The Milwaukee Journal Sentinel reports on an unusual lawsuit in Wisconsin against a GPS company; the plaintiff claims the firm assisted a domestic violence abuser to harm his victim. A 2009 report about stalking from the Department of Justice’s Bureau of Justice Statistics found that “Electronic monitoring was used to stalk 1 in 13 victims. Video or digital cameras were equally likely as listening devices or bugs to be used to electronically monitor victims (46% and 42%). Global positioning system (GPS) technology comprised about a tenth of the electronic monitoring of stalking victims.” Read more about the report here. Also, the National Network to End Domestic Violence has a paper about how abusers and stalkers use technology to control and harass their victims.
The Journal Sentinel reports:
The lawsuit claims a Missouri company, Foxtrax Vehicle Tracking Inc., aided and abetted “Jack Doe” to commit assault and battery on “Jane Doe” in 2008, including while she was seven months pregnant. The suit does not state so specifically, but implies that Jack Doe installed a tracking device on Jane Doe’s vehicle.

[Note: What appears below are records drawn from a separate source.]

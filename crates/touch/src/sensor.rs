//! Touch sensor: debounce gate + clock + device identity.

use platform::{Clock, TapStatus, Timestamp, TimestampError};

use crate::debounce::DebounceGate;
use crate::event::TapEvent;

/// Turns raw tap edges into [`TapEvent`]s.
///
/// The clock is read once per edge; the same reading drives the debounce
/// decision and stamps the accepted event.
pub struct TouchSensor<C> {
    device_id: String,
    gate: DebounceGate,
    clock: C,
}

impl<C: Clock> TouchSensor<C> {
    /// Create a sensor for `device_id`.
    pub fn new(device_id: impl Into<String>, gate: DebounceGate, clock: C) -> Self {
        Self {
            device_id: device_id.into(),
            gate,
            clock,
        }
    }

    /// Handle one tap edge.
    ///
    /// Returns `Ok(None)` for a bounce. A clock reading that cannot be a
    /// timestamp is rejected before the gate sees it.
    pub fn tap(&mut self, status: TapStatus) -> Result<Option<TapEvent>, TimestampError> {
        let now = Timestamp::from_secs(self.clock.now())?;
        if !self.gate.tap(now.as_secs()) {
            tracing::trace!(device = %self.device_id, now = now.as_secs(), "tap suppressed");
            return Ok(None);
        }
        tracing::debug!(device = %self.device_id, %status, now = now.as_secs(), "tap accepted");
        Ok(Some(TapEvent::new(self.device_id.clone(), now, status)))
    }

    /// Device identity
    pub fn device_id(&self) -> &str {
        &self.device_id
    }

    /// The sensor's gate
    pub fn gate(&self) -> &DebounceGate {
        &self.gate
    }
}

#[cfg(test)]
#[allow(clippy::unwrap_used, clippy::float_cmp)]
mod tests {
    use super::*;
    use platform::mocks::ManualClock;

    fn sensor(clock: &ManualClock) -> TouchSensor<&ManualClock> {
        TouchSensor::new("touch-0", DebounceGate::new(0.5).unwrap(), clock)
    }

    #[test]
    fn accepted_tap_is_stamped_with_clock_reading() {
        let clock = ManualClock::new(42.0);
        let mut sensor = sensor(&clock);

        let event = sensor.tap(TapStatus::Good).unwrap().unwrap();
        assert_eq!(event.device_id(), "touch-0");
        assert_eq!(event.timestamp().as_secs(), 42.0);
        assert_eq!(event.status(), TapStatus::Good);
    }

    #[test]
    fn bounce_yields_no_event() {
        let clock = ManualClock::new(1.0);
        let mut sensor = sensor(&clock);

        assert!(sensor.tap(TapStatus::Good).unwrap().is_some());
        clock.advance(0.25);
        assert!(sensor.tap(TapStatus::Bad).unwrap().is_none());
        clock.advance(0.25);
        let event = sensor.tap(TapStatus::Bad).unwrap().unwrap();
        assert_eq!(event.timestamp().as_secs(), 1.5);
    }

    #[test]
    fn invalid_clock_reading_does_not_advance_gate() {
        let clock = ManualClock::new(f64::NAN);
        let mut sensor = sensor(&clock);

        assert_eq!(sensor.tap(TapStatus::Good), Err(TimestampError::NotFinite));
        assert_eq!(sensor.gate().state().last_accepted(), None);
    }
}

The civil complaint, filed this week in Milwaukee County Circuit Court, names Jack Doe, Foxtrax and “as yet unidentified co-conspirators” as defendants. It says Jane and Jack Doe had a domestic partnership that began in March 2007, and that he was abusive and threatening toward her, “for the sole purpose of restraining the liberty and freedom of movement” of Jane Doe. […]
Tony Gilbart, of the Wisconsin Coalition Against Domestic Violence, said a bill in the state Assembly this year would have made it a crime to track someone by GPS without their consent. There was no companion bill in the Senate, he said.
While Gilbart acknowledges abusers would not likely follow that law and notify their targets, he said such a law would provide another enforcement tool against those who would use GPS to stalk people.